We see the parents who have lost children, displaying signs in public about their children and the circumstances of their disappearance. (It seemed to me that all the cases shown were poor families - it is unlike the 'typical' abduction in the West where the abductors are seeking money for the child's return.)
We see the police swooping on houses where the children are kept - presumably on a tip-off (I missed what was said about 'investigations' in detail.) One such raid was said to happen just a couple of weeks ago so the program is up to date.
The perpetrators are also poor-looking, typically submissive, and then they are shown confessing their crimes; it is caught on camera in great detail. You don't see any possible softening up prior to confession - other than you see the abductors sitting in chairs with shackles while they are questioned. The people arrested, both men and women, seem to just collapse when the police appear, offer their arms for the handcuffs, and start wailing.)

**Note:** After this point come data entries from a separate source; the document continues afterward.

//! Vault module
//!
//! ERC-4626 prize vault state read through the multicall batcher.

mod reader;

pub use reader::{VaultInfo, VaultReader};

use alloy::primitives::{hex, Address};
use std::fmt;
use std::str::FromStr;
use thiserror::Error;

/// Vault ID parse errors
#[derive(Debug, Error, PartialEq)]
pub enum VaultIdError {
    #[error("Vault ID must be <address>-<chainId>: {0}")]
    Format(String),
    #[error("Invalid vault address: {0}")]
    Address(String),
    #[error("Invalid chain ID: {0}")]
    ChainId(String),
}

/// A vault is identified by its address and chain, keyed as `${address}-${chainId}`
#[derive(Debug, Clone, Copy, PartialEq, Eq, Hash)]
pub struct VaultId {
    pub address: Address,
    pub chain_id: u64,
}

impl VaultId {
    pub fn new(address: Address, chain_id: u64) -> Self {
        Self { address, chain_id }
    }
}

impl fmt::Display for VaultId {
    fn fmt(&self, f: &mut fmt::Formatter<'_>) -> fmt::Result {
        write!(f, "{}-{}", hex::encode_prefixed(self.address), self.chain_id)
    }
}

impl FromStr for VaultId {
    type Err = VaultIdError;

    fn from_str(s: &str) -> Result<Self, Self::Err> {
        let (address, chain_id) = s
            .rsplit_once('-')
            .ok_or_else(|| VaultIdError::Format(s.to_string()))?;

        let address = address
            .parse()
            .map_err(|_| VaultIdError::Address(address.to_string()))?;
        let chain_id = chain_id
            .parse()
            .map_err(|_| VaultIdError::ChainId(chain_id.to_string()))?;

        Ok(Self { address, chain_id })
    }
}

The names and personal details of the perpetrators are shown to the viewer, with photos. My recollection is that one of the captors has a given name 难况 - it seems the name may have been self-fulfilling.
The film describes in some detail risky situations in which children could be taken (eg. while mother does some shopping; while children are playing in the street with friends; while mother changes her clothes). The children seem to be kept in good health while with their captors - when recovered they seem to look well fed and clothed. (I assume that they are sold - if they convered this aspect I missed it - incentive for the kidnappers to look after the children well.)
The 公安 (police) use DNA tests to restore the children to their parents; sometimes they are gone for years. But it is heart-wrenching to see the parents of young children when the children apprently don't remembr them immediately. The older children seem more damaged by the experience. I heard one reference to what seemed to be that one child was 'made a wife'.